To determine if one variable causes a change in another variable we are using Granger causality. \
If the p-value of a lag is lower than 0.05 we can determine that this lag influences the variable Thus Granger causes the other varible.

In [None]:
def test_granger_causality(data, lags=5):
    granger = grangercausalitytests(data.dropna(), lags)
    print(granger)


# We use the diffs because the data needs to be stationary.
data_pairs = [weekly_data[['count', 'open_diff']],
              weekly_data[['count', 'volume_diff']],
              weekly_data[['polarity_mean', 'open_diff']],
              weekly_data[['polarity_mean', 'volume_diff']]]

for data in data_pairs:
    test_granger_causality(data, 10)

# VAR

In [None]:
def getVar(data1, data2, n, weekly_data):
    data = weekly_data[[data1, data2]].dropna()

    model = VAR(data)
    lags = {data1: [], data2: []}

    for i in range(n):
        coef1 = []
        coef2 = []
        model_fit = model.fit(maxlags=i)

        coefs = model_fit.coefs
        pvalues = model_fit.pvalues_endog_lagged

        for j in range(i):
            if pvalues[j*2][0] < 0.05:
                coef1.append((j+1, coefs[j][0][0]))
            if pvalues[j*2+1][0] < 0.05:
                coef2.append((j+1, coefs[j][0][1]))
        lags[data1].append(coef1)
        lags[data2].append(coef2)
    return lags


In [None]:
def getBestLag(data1, data2, n, weekly_data):
    min = (0, np.inf)
    lags = getVar(data1, data2, n, weekly_data)
    for i in range(n):
        x_columns_str = ''

        for key in lags.keys():
            # Skip the empty entries.
            if not lags[key]:
                continue

            print(key, lags[key][i])
            for lag, coeff in lags[key][i]:
                weekly_data[f'{key}_t-{lag}'] = coeff * weekly_data[f'{key}'].shift(lag)
                x_columns_str += f'{key}_t-{lag} '

        x_columns_list = x_columns_str.split(' ')[:-1]
        # print(x_columns_list)

        x = weekly_data[x_columns_list].dropna()
        y = weekly_data['open_diff'][len(x_columns_list):]

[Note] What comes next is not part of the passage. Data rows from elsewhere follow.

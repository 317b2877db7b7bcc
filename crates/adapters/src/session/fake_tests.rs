// SPDX-License-Identifier: BUSL-1.1
// Copyright (c) 2026 Alfred Jean LLC

use super::*;

#[tokio::test]
async fn spawn_records_and_sessions_live() {
    let sessions = FakeSessions::new();
    sessions
        .new_session_with_command(
            "gt-gastown-nux",
            Path::new("/town/gastown/polecats/nux/rig"),
            "claude --dangerously-skip-permissions",
            &[("GT_ROLE".to_string(), "polecat".to_string())],
        )
        .await
        .unwrap();

    assert!(sessions.has_session("gt-gastown-nux").await.unwrap());
    assert_eq!(
        sessions
            .get_environment("gt-gastown-nux", "GT_ROLE")
            .await
            .unwrap()
            .as_deref(),
        Some("polecat")
    );
    assert!(matches!(
        sessions.calls().first(),
        Some(SessionCall::Spawn { name, .. }) if name == "gt-gastown-nux"
    ));
}

#[tokio::test]
async fn nudge_to_dead_session_errors() {
    let sessions = FakeSessions::new();
    sessions.add_session("gt-gastown-witness", false);
    let err = sessions
        .nudge_session("gt-gastown-witness", "wake up")
        .await
        .unwrap_err();
    assert!(matches!(err, SessionError::NotFound(_)));
}

#[tokio::test]
async fn no_server_propagates() {
    let sessions = FakeSessions::new();
    sessions.stop_server();
    let err = sessions.nudge_session("anything", "hi").await.unwrap_err();
    assert!(matches!(err, SessionError::NoServer));
    assert!(err.is_terminal());
    assert!(sessions.list_sessions().await.unwrap().is_empty());
}

#[tokio::test]
async fn kill_marks_dead_and_listing_skips() {
    let sessions = FakeSessions::new();
    sessions.add_session("gt-mayor", true);
    sessions.kill_session("gt-mayor").await.unwrap();
    assert!(!sessions.has_session("gt-mayor").await.unwrap());
    assert!(sessions.list_sessions().await.unwrap().is_empty());
}

#[tokio::test]
async fn created_unix_tracks_fake_clock() {
    let sessions = FakeSessions::new();
    let start = sessions.now_unix();
    sessions.advance_clock(120);
    sessions
        .new_session_with_command("gt-deacon", Path::new("/"), "sleep 1", &[])
        .await
        .unwrap();
    assert_eq!(
        sessions.created_unix("gt-deacon").await.unwrap(),
        start + 120
    );
}

#[tokio::test]
async fn runtime_ready_reflects_agent_state() {
    let sessions = FakeSessions::new();
    sessions.add_session("gt-gastown-nux", true);
    let runtime = RuntimeConfig::default();

    sessions
        .wait_for_runtime_ready("gt-gastown-nux", &runtime, Duration::from_secs(1))
        .await
        .unwrap();

    sessions.set_agent_running("gt-gastown-nux", false);
    let err = sessions
        .wait_for_runtime_ready("gt-gastown-nux", &runtime, Duration::from_secs(1))
        .await
        .unwrap_err();
    assert!(matches!(err, SessionError::Timeout(_)));
}
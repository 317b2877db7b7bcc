// SPDX-License-Identifier: BUSL-1.1
// Copyright (c) 2026 Alfred Jean LLC

// Allow panic!/unwrap/expect in test code
#![cfg_attr(test, allow(clippy::panic))]
#![cfg_attr(test, allow(clippy::unwrap_used))]
#![cfg_attr(test, allow(clippy::expect_used))]

//! gt-adapters: subprocess adapters for the external collaborators.
//!
//! The tracker (`bd`), the terminal multiplexer (`tmux`), and `git` are
//! all reached through traits defined here, each with a production
//! implementation that shells out and a recording fake for tests.

pub mod git;
pub mod session;
pub mod subprocess;
pub mod tracker;

pub use git::{Git, GitCli, GitError, WorkStatus};
pub use session::{RuntimeConfig, SessionError, SessionInfo, Sessions, TmuxSessions};
pub use subprocess::run_with_timeout;
pub use tracker::{
    BdTracker, CreateOptions, ListFilter, Route, Tracker, TrackerError, UpdatePatch,
};

#[cfg(any(test, feature = "test-support"))]
pub use git::{FakeGit, GitCall};
#[cfg(any(test, feature = "test-support"))]
pub use session::{FakeSession, FakeSessions, SessionCall};
#[cfg(any(test, feature = "test-support"))]
pub use tracker::{FakeTracker, TrackerCall};
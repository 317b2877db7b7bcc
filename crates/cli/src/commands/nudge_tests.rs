// SPDX-License-Identifier: BUSL-1.1
// Copyright (c) 2026 Alfred Jean LLC

use super::*;
use yare::parameterized;

#[parameterized(
    immediate = { ModeArg::Immediate, NudgeMode::Immediate },
    queue = { ModeArg::Queue, NudgeMode::Queue },
    wait_idle = { ModeArg::WaitIdle, NudgeMode::WaitIdle },
)]
fn mode_args_map(arg: ModeArg, expected: NudgeMode) {
    assert_eq!(NudgeMode::from(arg), expected);
}

#[test]
fn priority_args_map() {
    assert_eq!(NudgePriority::from(PriorityArg::Normal), NudgePriority::Normal);
    assert_eq!(NudgePriority::from(PriorityArg::Urgent), NudgePriority::Urgent);
}
// SPDX-License-Identifier: BUSL-1.1
// Copyright (c) 2026 Alfred Jean LLC

//! Output helpers shared by the commands.

use anyhow::Result;

/// Print a value as pretty JSON on stdout.
pub fn print_json<T: serde::Serialize>(value: &T) -> Result<()> {
    println!("{}", serde_json::to_string_pretty(value)?);
    Ok(())
}

/// Render an up/down marker for session status lines.
pub fn updown(up: bool) -> &'static str {
    if up {
        "up"
    } else {
        "down"
    }
}
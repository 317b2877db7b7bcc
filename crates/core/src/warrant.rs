// SPDX-License-Identifier: BUSL-1.1
// Copyright (c) 2026 Alfred Jean LLC

//! Warrant records: an intent to terminate an agent.

use serde::{Deserialize, Serialize};

/// A filed intent-to-terminate. Stored as JSON under `warrants/`.
///
/// `executed` is monotonic: once set it is never unset, and
/// `executed_at` never changes after the first execution.
#[derive(Debug, Clone, PartialEq, Eq, Serialize, Deserialize)]
pub struct Warrant {
    pub id: String,
    pub target: String,
    pub reason: String,
    pub filed_by: String,
    pub filed_at: String,
    #[serde(default)]
    pub executed: bool,
    #[serde(default, skip_serializing_if = "Option::is_none")]
    pub executed_at: Option<String>,
}

impl Warrant {
    pub fn file(
        target: impl Into<String>,
        reason: impl Into<String>,
        filed_by: impl Into<String>,
    ) -> Self {
        let target = target.into();
        Self {
            id: format!("warrant-{}", crate::time_fmt::unix_now()),
            target,
            reason: reason.into(),
            filed_by: filed_by.into(),
            filed_at: crate::time_fmt::format_utc_now(),
            executed: false,
            executed_at: None,
        }
    }

    /// Mark executed. Idempotent: the first timestamp sticks.
    pub fn mark_executed(&mut self) {
        if !self.executed {
            self.executed = true;
            self.executed_at = Some(crate::time_fmt::format_utc_now());
        }
    }
}
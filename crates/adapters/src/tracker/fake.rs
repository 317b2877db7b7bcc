// SPDX-License-Identifier: BUSL-1.1
// Copyright (c) 2026 Alfred Jean LLC

//! Fake tracker for testing
#![cfg_attr(coverage_nightly, coverage(off))]

use super::{CreateOptions, ListFilter, Tracker, TrackerError, UpdatePatch};
use async_trait::async_trait;
use gt_core::bead::{Bead, BeadStatus, DepDirection, DepType, Dependency};
use parking_lot::Mutex;
use std::collections::HashMap;
use std::sync::Arc;

/// Recorded tracker call
#[derive(Debug, Clone)]
pub enum TrackerCall {
    Show {
        id: String,
        allow_stale: bool,
    },
    List {
        filter: ListFilter,
    },
    Update {
        id: String,
        patch: UpdatePatch,
    },
    Create {
        opts: CreateOptions,
    },
    Close {
        id: String,
        force: bool,
    },
    DepAdd {
        from: String,
        to: String,
        dep_type: DepType,
    },
    DepList {
        id: String,
    },
    Cook {
        formula: String,
        route: String,
    },
    Wisp {
        formula: String,
        vars: Vec<(String, String)>,
        route: String,
    },
    Bond {
        wisp_root: String,
        target: String,
    },
    SetHookSlot {
        agent_bead: String,
        work_bead: Option<String>,
    },
    Heartbeat {
        agent_bead: String,
    },
}

struct FakeTrackerState {
    beads: HashMap<String, Bead>,
    calls: Vec<TrackerCall>,
    wisp_counter: u32,
    create_counter: u32,
    /// Next N updates fail with a transient error.
    transient_update_failures: u32,
    /// Every create of a message bead fails (dog mail seam).
    fail_message_creates: bool,
    /// set_hook_slot fails (cross-store slot scenario).
    fail_hook_slot: bool,
}

/// In-memory tracker recording every call.
#[derive(Clone)]
pub struct FakeTracker {
    inner: Arc<Mutex<FakeTrackerState>>,
}

impl Default for FakeTracker {
    fn default() -> Self {
        Self {
            inner: Arc::new(Mutex::new(FakeTrackerState {
                beads: HashMap::new(),
                calls: Vec::new(),
                wisp_counter: 0,
                create_counter: 0,
                transient_update_failures: 0,
                fail_message_creates: false,
                fail_hook_slot: false,
            })),
        }
    }
}

impl FakeTracker {
    pub fn new() -> Self {
        Self::default()
    }

    /// Seed a bead.
    pub fn insert(&self, bead: Bead) {
        self.inner.lock().beads.insert(bead.id.clone(), bead);
    }

    /// Current state of a bead.
    pub fn get(&self, id: &str) -> Option<Bead> {
        self.inner.lock().beads.get(id).cloned()
    }

    /// All recorded calls.
    pub fn calls(&self) -> Vec<TrackerCall> {
        self.inner.lock().calls.clone()
    }

    /// Recorded update patches for one bead, in order.
    pub fn updates_for(&self, id: &str) -> Vec<UpdatePatch> {
        self.inner
            .lock()
            .calls
            .iter()
            .filter_map(|c| match c {
                TrackerCall::Update { id: i, patch } if i == id => Some(patch.clone()),
                _ => None,
            })
            .collect()
    }

    /// Fail the next `n` updates with a transient error.
    pub fn fail_next_updates(&self, n: u32) {
        self.inner.lock().transient_update_failures = n;
    }

    /// Make every message-bead create fail (mail-send seam).
    pub fn fail_message_creates(&self) {
        self.inner.lock().fail_message_creates = true;
    }

    /// Make set_hook_slot fail.
    pub fn fail_hook_slot(&self) {
        self.inner.lock().fail_hook_slot = true;
    }

    pub fn heartbeats_for(&self, agent_bead: &str) -> usize {
        self.inner
            .lock()
            .calls
            .iter()
            .filter(|c| matches!(c, TrackerCall::Heartbeat { agent_bead: a } if a == agent_bead))
            .count()
    }
}

fn apply_patch(bead: &mut Bead, patch: &UpdatePatch) {
    if let Some(status) = patch.status {
        bead.status = status;
    }
    if let Some(assignee) = &patch.assignee {
        bead.assignee = Some(assignee.clone());
    }
    if let Some(description) = &patch.description {
        bead.description = description.clone();
    }
    for label in &patch.labels_add {
        if !bead.labels.contains(label) {
            bead.labels.push(label.clone());
        }
    }
    bead.labels.retain(|l| !patch.labels_remove.contains(l));
    if let Some(labels) = &patch.labels_set {
        bead.labels = labels.clone();
    }
}

#[async_trait]
impl Tracker for FakeTracker {
    async fn show(&self, id: &str, allow_stale: bool) -> Result<Bead, TrackerError> {
        let mut inner = self.inner.lock();
        inner.calls.push(TrackerCall::Show {
            id: id.to_string(),
            allow_stale,
        });
        inner
            .beads
            .get(id)
            .cloned()
            .ok_or_else(|| TrackerError::NotFound(id.to_string()))
    }

    async fn show_many(&self, ids: &[String]) -> Result<HashMap<String, Bead>, TrackerError> {
        let inner = self.inner.lock();
        Ok(ids
            .iter()
            .filter_map(|id| inner.beads.get(id).map(|b| (id.clone(), b.clone())))
            .collect())
    }

    async fn list(&self, filter: &ListFilter) -> Result<Vec<Bead>, TrackerError> {
        let mut inner = self.inner.lock();
        inner.calls.push(TrackerCall::List {
            filter: filter.clone(),
        });
        let mut beads: Vec<Bead> = inner
            .beads
            .values()
            .filter(|b| {
                filter
                    .status
                    .as_deref()
                    .map(|s| b.status.as_str() == s)
                    .unwrap_or(true)
                    && filter
                        .assignee
                        .as_deref()
                        .map(|a| b.assignee.as_deref() == Some(a))
                        .unwrap_or(true)
                    && filter
                        .parent
                        .as_deref()
                        .map(|p| b.parent.as_deref() == Some(p))
                        .unwrap_or(true)
                    && filter
                        .bead_type
                        .map(|t| b.bead_type == t)
                        .unwrap_or(true)
            })
            .cloned()
            .collect();
        beads.sort_by(|a, b| a.id.cmp(&b.id));
        Ok(beads)
    }

    async fn update(&self, id: &str, patch: &UpdatePatch) -> Result<(), TrackerError> {
        let mut inner = self.inner.lock();
        inner.calls.push(TrackerCall::Update {
            id: id.to_string(),
            patch: patch.clone(),
        });
        if inner.transient_update_failures > 0 {
            inner.transient_update_failures -= 1;
            return Err(TrackerError::Transient("database out of sync".to_string()));
        }
        let bead = inner
            .beads
            .get_mut(id)
            .ok_or_else(|| TrackerError::NotFound(id.to_string()))?;
        apply_patch(bead, patch);
        Ok(())
    }

    async fn create(&self, opts: &CreateOptions) -> Result<Bead, TrackerError> {
        let mut inner = self.inner.lock();
        inner.calls.push(TrackerCall::Create { opts: opts.clone() });
        if inner.fail_message_creates && opts.bead_type == gt_core::bead::BeadType::Message {
            return Err(TrackerError::Transient("mail store unavailable".to_string()));
        }
        inner.create_counter += 1;
        let id = opts
            .id
            .clone()
            .unwrap_or_else(|| format!("gt-fake{:03}", inner.create_counter));
        let bead = Bead {
            id: id.clone(),
            title: opts.title.clone(),
            description: opts.description.clone(),
            bead_type: opts.bead_type,
            labels: opts.labels.clone(),
            priority: opts.priority,
            assignee: opts.assignee.clone(),
            parent: opts.parent.clone(),
            ..Default::default()
        };
        inner.beads.insert(id, bead.clone());
        Ok(bead)
    }

    async fn close(&self, id: &str, force: bool) -> Result<(), TrackerError> {
        let mut inner = self.inner.lock();
        inner.calls.push(TrackerCall::Close {
            id: id.to_string(),
            force,
        });
        let bead = inner
            .beads
            .get_mut(id)
            .ok_or_else(|| TrackerError::NotFound(id.to_string()))?;
        bead.status = BeadStatus::Closed;
        Ok(())
    }

    async fn dep_add(
        &self,
        from: &str,
        to: &str,
        dep_type: DepType,
    ) -> Result<(), TrackerError> {
        let mut inner = self.inner.lock();
        inner.calls.push(TrackerCall::DepAdd {
            from: from.to_string(),
            to: to.to_string(),
            dep_type,
        });
        let bead = inner
            .beads
            .get_mut(from)
            .ok_or_else(|| TrackerError::NotFound(from.to_string()))?;
        bead.dependencies.push(Dependency {
            id: to.to_string(),
            dep_type,
        });
        Ok(())
    }

    async fn dep_list(
        &self,
        id: &str,
        direction: DepDirection,
        dep_type: Option<DepType>,
    ) -> Result<Vec<Dependency>, TrackerError> {
        let mut inner = self.inner.lock();
        inner.calls.push(TrackerCall::DepList { id: id.to_string() });
        let deps = match direction {
            DepDirection::Up => inner
                .beads
                .get(id)
                .map(|b| b.dependencies.clone())
                .unwrap_or_default(),
            DepDirection::Down => inner
                .beads
                .values()
                .filter(|b| b.dependencies.iter().any(|d| d.id == id))
                .map(|b| Dependency {
                    id: b.id.clone(),
                    dep_type: b
                        .dependencies
                        .iter()
                        .find(|d| d.id == id)
                        .map(|d| d.dep_type)
                        .unwrap_or_default(),
                })
                .collect(),
        };
        Ok(deps
            .into_iter()
            .filter(|d| dep_type.map(|t| d.dep_type == t).unwrap_or(true))
            .collect())
    }

    async fn formula_cook(&self, formula: &str, route: &str) -> Result<(), TrackerError> {
        let mut inner = self.inner.lock();
        inner.calls.push(TrackerCall::Cook {
            formula: formula.to_string(),
            route: route.to_string(),
        });
        Ok(())
    }

    async fn molecule_wisp(
        &self,
        formula: &str,
        vars: &[(String, String)],
        route: &str,
    ) -> Result<String, TrackerError> {
        let mut inner = self.inner.lock();
        inner.calls.push(TrackerCall::Wisp {
            formula: formula.to_string(),
            vars: vars.to_vec(),
            route: route.to_string(),
        });
        inner.wisp_counter += 1;
        let prefix = gt_core::id::extract_prefix(route)
            .unwrap_or("gt-")
            .trim_end_matches('-')
            .to_string();
        let id = format!("{}-wisp-{:03}", prefix, inner.wisp_counter);
        inner.beads.insert(
            id.clone(),
            Bead {
                id: id.clone(),
                title: formula.to_string(),
                bead_type: gt_core::bead::BeadType::Epic,
                ..Default::default()
            },
        );
        Ok(id)
    }

    async fn molecule_bond(
        &self,
        wisp_root: &str,
        target: &str,
    ) -> Result<String, TrackerError> {
        let mut inner = self.inner.lock();
        inner.calls.push(TrackerCall::Bond {
            wisp_root: wisp_root.to_string(),
            target: target.to_string(),
        });
        let bead = inner
            .beads
            .get_mut(target)
            .ok_or_else(|| TrackerError::NotFound(target.to_string()))?;
        bead.dependencies.push(Dependency {
            id: wisp_root.to_string(),
            dep_type: DepType::Blocks,
        });
        Ok(wisp_root.to_string())
    }

    async fn set_hook_slot(
        &self,
        agent_bead: &str,
        work_bead: Option<&str>,
    ) -> Result<(), TrackerError> {
        let mut inner = self.inner.lock();
        inner.calls.push(TrackerCall::SetHookSlot {
            agent_bead: agent_bead.to_string(),
            work_bead: work_bead.map(str::to_string),
        });
        if inner.fail_hook_slot {
            return Err(TrackerError::Transient("cross-store slot".to_string()));
        }
        let bead = inner
            .beads
            .get_mut(agent_bead)
            .ok_or_else(|| TrackerError::NotFound(agent_bead.to_string()))?;
        bead.hook_bead = work_bead.map(str::to_string);
        Ok(())
    }

    async fn heartbeat(&self, agent_bead: &str) -> Result<(), TrackerError> {
        let mut inner = self.inner.lock();
        inner.calls.push(TrackerCall::Heartbeat {
            agent_bead: agent_bead.to_string(),
        });
        if let Some(bead) = inner.beads.get_mut(agent_bead) {
            bead.last_activity = Some(gt_core::time_fmt::format_utc_now());
        }
        Ok(())
    }
}

#[cfg(test)]
#[path = "fake_tests.rs"]
mod tests;
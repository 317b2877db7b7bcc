// SPDX-License-Identifier: BUSL-1.1
// Copyright (c) 2026 Alfred Jean LLC

//! Town and rig configuration records.
//!
//! `mayor/town.json` is also the primary marker for town-root discovery.
//! `mayor/rigs.json` is the rigs registry; each rig additionally carries
//! its own `<rig>/config.json` with pipeline commands and local state.

use serde::{Deserialize, Serialize};
use std::collections::BTreeMap;
use std::io;
use std::path::Path;

/// `mayor/town.json`.
#[derive(Debug, Clone, PartialEq, Eq, Serialize, Deserialize)]
pub struct TownConfig {
    pub name: String,
    #[serde(default, skip_serializing_if = "Option::is_none")]
    pub created_at: Option<String>,
}

impl TownConfig {
    pub fn load(path: &Path) -> io::Result<Self> {
        let content = std::fs::read_to_string(path)?;
        serde_json::from_str(&content).map_err(io::Error::other)
    }

    pub fn save(&self, path: &Path) -> io::Result<()> {
        if let Some(parent) = path.parent() {
            std::fs::create_dir_all(parent)?;
        }
        let json = serde_json::to_string_pretty(self).map_err(io::Error::other)?;
        std::fs::write(path, json)
    }
}

/// One registry entry in `mayor/rigs.json`.
#[derive(Debug, Clone, PartialEq, Eq, Serialize, Deserialize)]
pub struct RigEntry {
    pub prefix: String,
    #[serde(default = "default_branch")]
    pub default_branch: String,
}

fn default_branch() -> String {
    "main".to_string()
}

/// `mayor/rigs.json`: rig name → entry.
#[derive(Debug, Clone, Default, PartialEq, Eq, Serialize, Deserialize)]
pub struct RigsFile {
    #[serde(default)]
    pub rigs: BTreeMap<String, RigEntry>,
}

impl RigsFile {
    pub fn load(path: &Path) -> io::Result<Self> {
        if !path.exists() {
            return Ok(Self::default());
        }
        let content = std::fs::read_to_string(path)?;
        serde_json::from_str(&content).map_err(io::Error::other)
    }

    pub fn save(&self, path: &Path) -> io::Result<()> {
        if let Some(parent) = path.parent() {
            std::fs::create_dir_all(parent)?;
        }
        let json = serde_json::to_string_pretty(self).map_err(io::Error::other)?;
        std::fs::write(path, json)
    }

    /// Build the prefix map the identity resolver consumes.
    pub fn prefix_map(&self) -> crate::address::PrefixMap {
        let mut map = crate::address::PrefixMap::new();
        for (rig, entry) in &self.rigs {
            map.insert(rig.clone(), entry.prefix.trim_end_matches('-').to_string());
        }
        map
    }
}

/// Local lifecycle state of a rig.
#[derive(Debug, Clone, Copy, Default, PartialEq, Eq, Serialize, Deserialize)]
#[serde(rename_all = "lowercase")]
pub enum RigState {
    #[default]
    Active,
    /// Deliberately stopped; starts are skipped with a notice.
    Parked,
    /// Detached from the fleet; starts are skipped with a notice.
    Docked,
}

impl RigState {
    pub fn as_str(&self) -> &'static str {
        match self {
            RigState::Active => "active",
            RigState::Parked => "parked",
            RigState::Docked => "docked",
        }
    }

    pub fn is_held(&self) -> bool {
        matches!(self, RigState::Parked | RigState::Docked)
    }
}

/// Optional per-rig pipeline commands, injected into formula variables
/// at hook time when present.
#[derive(Debug, Clone, Default, PartialEq, Eq, Serialize, Deserialize)]
pub struct PipelineCommands {
    #[serde(default, skip_serializing_if = "Option::is_none")]
    pub setup: Option<String>,
    #[serde(default, skip_serializing_if = "Option::is_none")]
    pub typecheck: Option<String>,
    #[serde(default, skip_serializing_if = "Option::is_none")]
    pub lint: Option<String>,
    #[serde(default, skip_serializing_if = "Option::is_none")]
    pub test: Option<String>,
    #[serde(default, skip_serializing_if = "Option::is_none")]
    pub build: Option<String>,
}

impl PipelineCommands {
    /// `(name_command, value)` pairs for every configured command.
    pub fn as_vars(&self) -> Vec<(String, String)> {
        let mut vars = Vec::new();
        let mut add = |key: &str, value: &Option<String>| {
            if let Some(v) = value {
                vars.push((format!("{}_command", key), v.clone()));
            }
        };
        add("setup", &self.setup);
        add("typecheck", &self.typecheck);
        add("lint", &self.lint);
        add("test", &self.test);
        add("build", &self.build);
        vars
    }
}

/// `<rig>/config.json`.
#[derive(Debug, Clone, PartialEq, Eq, Serialize, Deserialize)]
pub struct RigConfig {
    pub name: String,
    pub prefix: String,
    #[serde(default = "default_branch")]
    pub default_branch: String,
    #[serde(default)]
    pub state: RigState,
    #[serde(default)]
    pub commands: PipelineCommands,
}

impl RigConfig {
    pub fn load(path: &Path) -> io::Result<Self> {
        let content = std::fs::read_to_string(path)?;
        serde_json::from_str(&content).map_err(io::Error::other)
    }

    pub fn save(&self, path: &Path) -> io::Result<()> {
        if let Some(parent) = path.parent() {
            std::fs::create_dir_all(parent)?;
        }
        let json = serde_json::to_string_pretty(self).map_err(io::Error::other)?;
        std::fs::write(path, json)
    }
}

#[cfg(test)]
#[path = "config_tests.rs"]
mod tests;
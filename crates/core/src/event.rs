// SPDX-License-Identifier: BUSL-1.1
// Copyright (c) 2026 Alfred Jean LLC

//! Activity-feed events.
//!
//! One JSON object per line in the town's `.events.jsonl`. The feed is
//! the single wake-signal source for patrol loops, so every dispatch,
//! spawn, and nudge appends exactly one line.

use serde::{Deserialize, Serialize};

/// One line of the town activity feed.
#[derive(Debug, Clone, PartialEq, Serialize, Deserialize)]
pub struct ActivityEvent {
    #[serde(rename = "type")]
    pub kind: String,
    pub actor: String,
    #[serde(default)]
    pub payload: serde_json::Value,
    pub ts: String,
}

impl ActivityEvent {
    pub const SLING: &'static str = "sling";
    pub const SPAWN: &'static str = "spawn";
    pub const NUDGE: &'static str = "nudge";
    pub const WARRANT: &'static str = "warrant";

    pub fn new(kind: &str, actor: impl Into<String>, payload: serde_json::Value) -> Self {
        Self {
            kind: kind.to_string(),
            actor: actor.into(),
            payload,
            ts: crate::time_fmt::format_utc_now(),
        }
    }
}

        x = sm.add_constant(x)
        print(len(x), len(y), i)
        model = sm.OLS(y, x).fit()
        min = min if min[1] <= model.aic else (i, model.aic)

    return min[0]

print(getBestLag('count', 'open_diff', 20, weekly_data))


In [None]:
combinations = {
    ('count', 'open_diff'): [0, 0],
    ('count', 'volume_diff'): [0, 0],
    ('polarity_mean', 'open_diff'): [0, 0],
    ('polarity_mean', 'volume_diff'): [0, 0]
}

n = 20


for data1, data2 in combinations.keys():
    combinations[(data1, data2)][0] = getBestLag(data1, data2, n, weekly_data)
    combinations[(data1, data2)][1] = getBestLag(data2, data1, n, weekly_data)

print(combinations)